The tradition of hot chocolate

In Spain, hot chocolate has been a typical snack for many years. To know the origin of this tradition, we have to go back to the 16-century.

The very first contact with the seeds of the cacao tree dates back to one of Columbus’s voyages to the Americas when a Mayan plate carrying almonds as cargo was intercepted. But at that moment, Columbus did not give importance to the seeds.

Apparently, the monks in the monasteries were the first to introduce hot chocolate as a drink since it was not considered food and therefore could be taken even in times of fasting. However, not all opinions were favourable. Some religious orders rejected chocolate for being against the austerity in which they had promised to live in the monasteries.
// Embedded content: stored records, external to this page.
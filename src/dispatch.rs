//! Routing of connection events and client messages into rooms and games
//!
//! Every room mutation runs under that room's lock, and the resulting
//! snapshot is published before the lock is released, so clients never see
//! interleaved half-applied updates. Different rooms proceed in parallel.

use std::sync::Arc;

use tracing::{debug, info, warn};
use uuid::Uuid;

use crate::broadcast::OutboundSender;
use crate::config::MAX_IMAGE_BYTES;
use crate::game::Outcome;
use crate::protocol::{normalize_room_id, normalize_text, ClientMessage, ServerMessage};
use crate::room::timer::schedule_deadline;
use crate::room::{JoinResult, Room};
use crate::state::AppState;

/// A connection opened for `player_id`
///
/// Registers the player (keeping an existing profile on reconnect), makes
/// this connection the live one and assigns the user id.
pub fn handle_connected(
    state: &Arc<AppState>,
    player_id: &str,
    connection_id: Uuid,
    sender: OutboundSender,
) {
    // Registered before the profile so a racing disconnect of an older
    // connection sees this one as live and keeps the player
    state.broadcaster.register(player_id, connection_id, sender);
    let created = state.players.connect(player_id);
    state.broadcaster.send_to(
        player_id,
        &ServerMessage::AssignUserId {
            user_id: player_id.to_string(),
        },
    );

    info!(
        "Player {} connected ({}, {}). Online: {}",
        player_id,
        connection_id,
        if created { "new" } else { "returning" },
        state.player_count()
    );
    state
        .event_logger
        .log_connected(player_id, &connection_id.to_string());
}

/// A connection closed
///
/// Only the live connection of a player removes them; a connection that was
/// replaced by a newer one leaves the player in place.
pub async fn handle_disconnected(state: &Arc<AppState>, player_id: &str, connection_id: Uuid) {
    if !state.broadcaster.unregister(player_id, connection_id) {
        debug!(
            "Superseded connection {} of player {} closed",
            connection_id, player_id
        );
        return;
    }

    forget_player(state, player_id, connection_id).await;
}

/// Drop the player and their room memberships unless they reconnected
async fn forget_player(state: &Arc<AppState>, player_id: &str, connection_id: Uuid) {
    let removed = state
        .players
        .remove_unless(player_id, || state.broadcaster.is_connected(player_id));
    if removed.is_none() {
        debug!(
            "Player {} reconnected while connection {} closed",
            player_id, connection_id
        );
        return;
    }
    leave_all_rooms(state, player_id).await;

    info!(
        "Player {} disconnected. Online: {}",
        player_id,
        state.player_count()
    );
    state
        .event_logger
        .log_disconnected(player_id, &connection_id.to_string());
}

/// Apply one client message on behalf of `player_id`
pub async fn handle_client_message(state: &Arc<AppState>, player_id: &str, msg: ClientMessage) {
    if !state.players.contains(player_id) {
        warn!("{} from unregistered player {}", msg.kind(), player_id);
        return;
    }
    debug!("{} from {}", msg.kind(), player_id);

    match msg {
        ClientMessage::PlayerUpdated { player } => {
            let name = normalize_text(&player.name).unwrap_or_default();
            let avatar = normalize_text(&player.avatar).unwrap_or_default();
            if !state.players.update_profile(player_id, name.clone(), avatar) {
                return;
            }
            state.event_logger.log_profile(player_id, &name);
            for handle in state.rooms.player_rooms(player_id).await {
                let room = handle.lock().await;
                room.sync(&state.players, state.broadcaster.as_ref());
            }
        }

        ClientMessage::JoinRoom { room_id } => {
            let Some(room_id) = normalize_room_id(&room_id) else {
                warn!("Player {} sent an invalid room id", player_id);
                return;
            };
            join_room(state, player_id, room_id).await;
        }

        ClientMessage::LeaveRoom => {
            leave_all_rooms(state, player_id).await;
        }

        ClientMessage::UpdateGameSettings {
            room_id,
            drawing_time_seconds,
            prompt_language,
        } => {
            with_member_room(state, player_id, &room_id, |room| {
                let game = room.game_mut();
                let mut changed = false;
                if let Some(seconds) = drawing_time_seconds {
                    changed |= game.set_drawing_time(seconds).changed;
                }
                if let Some(language) = prompt_language {
                    changed |= game.set_prompt_language(language).changed;
                }
                if changed {
                    Outcome::changed()
                } else {
                    Outcome::unchanged()
                }
            })
            .await;
        }

        ClientMessage::StartGame { room_id } => {
            with_member_room(state, player_id, &room_id, |room| {
                let outcome = room.start_game();
                if outcome.changed {
                    info!(
                        "Room {}: game {} started with {} players",
                        room.id(),
                        room.game().id(),
                        room.player_count()
                    );
                    state
                        .event_logger
                        .log_game_started(room.id(), room.game().id(), room.members());
                }
                outcome
            })
            .await;
        }

        ClientMessage::SelectInitialPrompt { room_id, prompt } => {
            let Some(prompt) = normalize_text(&prompt) else {
                return;
            };
            with_member_room(state, player_id, &room_id, |room| {
                room.game_mut().select_initial_prompt(player_id, &prompt)
            })
            .await;
        }

        ClientMessage::Guess { room_id, guess } => {
            let Some(guess) = normalize_text(&guess) else {
                return;
            };
            with_member_room(state, player_id, &room_id, |room| {
                room.game_mut().guess(player_id, &guess)
            })
            .await;
        }

        ClientMessage::SubmitDrawing {
            room_id,
            drawing_id,
            image,
        } => {
            if image.len() > MAX_IMAGE_BYTES {
                warn!(
                    "Player {} sent a {} byte image for {}, dropped",
                    player_id,
                    image.len(),
                    drawing_id
                );
                return;
            }
            // Images are fetched on demand, so storing one is not broadcast
            with_member_room(state, player_id, &room_id, |room| {
                if !room.game_mut().submit_drawing(player_id, &drawing_id, image) {
                    debug!("Drawing {} not owned by {}", drawing_id, player_id);
                }
                Outcome::unchanged()
            })
            .await;
        }

        ClientMessage::RequestDrawing {
            room_id,
            drawing_id,
        } => {
            // Unknown rooms and non-members get a null image, never the data
            let image = match state.rooms.get(room_id.trim()) {
                Some(handle) => {
                    let room = handle.lock().await;
                    if room.contains(player_id) {
                        room.game().drawing_image(&drawing_id).map(str::to_string)
                    } else {
                        None
                    }
                }
                None => None,
            };
            let reply = ServerMessage::DrawingData {
                room_id: room_id.trim().to_string(),
                drawing_id,
                image,
            };
            state.broadcaster.send_to(player_id, &reply);
        }

        ClientMessage::NewGame { room_id } => {
            with_member_room(state, player_id, &room_id, |room| {
                let previous = room.game().id();
                info!("Room {}: game {} reset by {}", room.id(), previous, player_id);
                state.event_logger.log_reset(room.id(), previous);
                room.reset_game()
            })
            .await;
        }
    }
}

async fn join_room(state: &Arc<AppState>, player_id: &str, room_id: &str) {
    let handle = state.rooms.get_or_create(room_id);
    let mut room = handle.lock().await;

    match room.add_player(player_id) {
        JoinResult::Joined => {
            info!(
                "Player {} joined room {} ({} players)",
                player_id,
                room_id,
                room.player_count()
            );
            state
                .event_logger
                .log_join(room_id, player_id, room.player_count());
        }
        JoinResult::AlreadyMember => {
            debug!("Player {} re-joined room {}", player_id, room_id);
        }
        JoinResult::Full => {
            warn!("Room {} is full. Player {} cannot join", room_id, player_id);
            state
                .event_logger
                .log_join_rejected(room_id, player_id, "room_full");
            return;
        }
    }

    room.sync(&state.players, state.broadcaster.as_ref());
}

/// Remove the player from every room they are in and sync each one
async fn leave_all_rooms(state: &Arc<AppState>, player_id: &str) {
    for handle in state.rooms.player_rooms(player_id).await {
        let mut room = handle.lock().await;
        if !room.remove_player(player_id) {
            continue;
        }
        info!(
            "Player {} left room {} ({} players)",
            player_id,
            room.id(),
            room.player_count()
        );
        state
            .event_logger
            .log_leave(room.id(), player_id, room.player_count());
        room.sync(&state.players, state.broadcaster.as_ref());
    }
}

/// Run `mutate` on a room the player belongs to, then publish and schedule
///
/// Messages for unknown rooms or from non-members are dropped.
async fn with_member_room<F>(state: &Arc<AppState>, player_id: &str, room_id: &str, mutate: F)
where
    F: FnOnce(&mut Room) -> Outcome,
{
    let Some(handle) = state.rooms.get(room_id.trim()) else {
        debug!("Player {} referenced unknown room {}", player_id, room_id);
        return;
    };
    let mut room = handle.lock().await;
    if !room.contains(player_id) {
        debug!("Player {} is not in room {}", player_id, room_id);
        return;
    }

    let phase_before = room.game().phase();
    let outcome = mutate(&mut room);
    if !outcome.changed {
        return;
    }

    let game = room.game();
    if game.phase() != phase_before {
        info!(
            "Room {}: {:?} -> {:?} (round {:?})",
            room.id(),
            phase_before,
            game.phase(),
            game.current_round()
        );
        state
            .event_logger
            .log_phase(room.id(), game.id(), game.phase(), game.current_round());
    }

    schedule_deadline(state, &handle, &mut room, &outcome);
    room.sync(&state.players, state.broadcaster.as_ref());
}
Through the monks, Colombus would discover this delicious beverage and introduce it into Spanish culture, becoming an essential addition to the tables of the European elite. During the 17th-century, serving hot chocolate as a drink became an essential part of the “agosajo”, a ritual followed by the snacks that the nobles offered to their guests.

The time when by, and chocolate became more and more popular among the citizens. So much, that two hundred years later, in Madrid were consumed more than five tons of chocolate per year. According to the chronicles of the time, there was not a street in the capital where hot chocolate was not sold.

And this is how hot chocolate has become part of the Spanish gastronomic culture, being one of our most special snacks. Now that you know the origin of hot chocolate, we invite you to visit our lobby bar and discover our chocolate menu, available every day.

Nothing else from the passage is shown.